Sellier harnacheur, avec Charly Palmieri

Quand on aime le souci du détail, le respect des traditions, la passion du savoir-faire et la quête du geste parfait, on a les qualités requises pour se lancer dans l’artisanat. Et si, en plus, l’odeur du cuir et l’élégance des canassons ne nous laissent pas insensible, alors on a clairement le potentiel pour se tourner vers un métier de niche : celui de sellier harnacheur.


Dans la famille sellier (à ne pas confondre avec le film faisant de Louane une excellente interprète du langage des signes), on retrouve les selliers maroquiniers, qui conçoivent les sacs, portefeuilles et ceintures, les selliers garnisseurs, qui s’occupent des intérieurs de voiture ou des sièges de moto, et donc les selliers harnacheurs.
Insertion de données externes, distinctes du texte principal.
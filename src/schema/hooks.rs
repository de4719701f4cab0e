//! Per-object-kind hooks run while the schema is built.

use crate::catalog::{RawEvent, RawRoutine, RawTable, RawView};
use std::fmt;

/// What a hook decided about one object
#[derive(Debug, Clone, PartialEq)]
pub enum HookOutcome<T> {
    /// Keep the object unchanged
    Keep,
    /// Drop the object from the schema
    Skip,
    /// Keep a replacement of the object
    KeepModified(T),
}

/// Boxed hook over a raw catalog object
pub type Hook<T> = Box<dyn Fn(&T) -> HookOutcome<T>>;

/// Optional hooks, one per object kind.
///
/// Hooks see objects that passed the include/exclude filter, before they are
/// normalized and linked. A skipped table never becomes a foreign key target.
#[derive(Default)]
pub struct Hooks {
    table: Option<Hook<RawTable>>,
    view: Option<Hook<RawView>>,
    routine: Option<Hook<RawRoutine>>,
    event: Option<Hook<RawEvent>>,
}

impl Hooks {
    pub fn new() -> Self {
        Self::default()
    }

    pub fn on_table(mut self, hook: impl Fn(&RawTable) -> HookOutcome<RawTable> + 'static) -> Self {
        self.table = Some(Box::new(hook));
        self
    }

    pub fn on_view(mut self, hook: impl Fn(&RawView) -> HookOutcome<RawView> + 'static) -> Self {
        self.view = Some(Box::new(hook));
        self
    }

    pub fn on_routine(
        mut self,
        hook: impl Fn(&RawRoutine) -> HookOutcome<RawRoutine> + 'static,
    ) -> Self {
        self.routine = Some(Box::new(hook));
        self
    }

    pub fn on_event(mut self, hook: impl Fn(&RawEvent) -> HookOutcome<RawEvent> + 'static) -> Self {
        self.event = Some(Box::new(hook));
        self
    }

    pub(crate) fn table(&self, raw: RawTable) -> Option<RawTable> {
        apply(self.table.as_ref(), raw)
    }

    pub(crate) fn view(&self, raw: RawView) -> Option<RawView> {
        apply(self.view.as_ref(), raw)
    }

    pub(crate) fn routine(&self, raw: RawRoutine) -> Option<RawRoutine> {
        apply(self.routine.as_ref(), raw)
    }

    pub(crate) fn event(&self, raw: RawEvent) -> Option<RawEvent> {
        apply(self.event.as_ref(), raw)
    }
}

fn apply<T>(hook: Option<&Hook<T>>, raw: T) -> Option<T> {
    let Some(hook) = hook else {
        return Some(raw);
    };
    match hook(&raw) {
        HookOutcome::Keep => Some(raw),
        HookOutcome::Skip => None,
        HookOutcome::KeepModified(modified) => Some(modified),
    }
}

impl fmt::Debug for Hooks {
    fn fmt(&self, f: &mut fmt::Formatter<'_>) -> fmt::Result {
        f.debug_struct("Hooks")
            .field("table", &self.table.is_some())
            .field("view", &self.view.is_some())
            .field("routine", &self.routine.is_some())
            .field("event", &self.event.is_some())
            .finish()
    }
}

#[cfg(test)]
mod tests {
    use super::*;

    #[test]
    fn test_no_hook_keeps() {
        let hooks = Hooks::new();
        assert!(hooks.table(RawTable::new("t_article")).is_some());
    }

    #[test]
    fn test_outcomes() {
        let hooks = Hooks::new().on_table(|t| match t.name.as_str() {
            "t_skip" => HookOutcome::Skip,
            "t_rename" => {
                let mut renamed = t.clone();
                renamed.comment = Some("Renamed".to_string());
                HookOutcome::KeepModified(renamed)
            }
            _ => HookOutcome::Keep,
        });

        assert!(hooks.table(RawTable::new("t_skip")).is_none());
        assert_eq!(
            hooks.table(RawTable::new("t_rename")).unwrap().comment.as_deref(),
            Some("Renamed")
        );
        assert!(hooks.table(RawTable::new("t_keep")).is_some());
    }

    #[test]
    fn test_debug_lists_registered_hooks() {
        let hooks = Hooks::new().on_event(|_| HookOutcome::Keep);
        let debug = format!("{:?}", hooks);
        assert!(debug.contains("event: true"));
        assert!(debug.contains("table: false"));
    }
}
Ces derniers œuvrent sur tous les accessoires liés à l’équitation – les selles, les brides, les arceaux… – à travers de nombreuses techniques précises, entre travail du cuir et types de couture (dont le fameux point sellier, justement). Leur objectif ? « Résoudre l’équation entre le bien-être du cheval et le confort du cavalier », explique Charly Palmieri, qui fait justement partie de « la crème de la selle ». Artisan sellier depuis 10 ans au sein du prestigieux atelier Hermès et détenteur du titre de Meilleur Ouvrier de France (MOF) dans sa discipline en 2019, ce trentenaire talentueux se la joue pourtant modeste. « Je suis encore très loin d’avoir tout appris, poursuit celui qui a commencé par un Bac d’économie avant d’aller vraiment dans le cuir via un premier CAP, puis un Bac Pro en maroquinerie et enfin un autre CAP de sellier harnacheur. En sellerie, il y a un tas de techniques très différentes, comme des techniques américaines qui nécessitent encore d’autres savoir-faire… J’ai envie de découvrir ça, de rencontrer d’autres personnes passionnées, d’échanger et de transmettre à mon tour mes connaissances. Le partage dans ce métier, c’est important. »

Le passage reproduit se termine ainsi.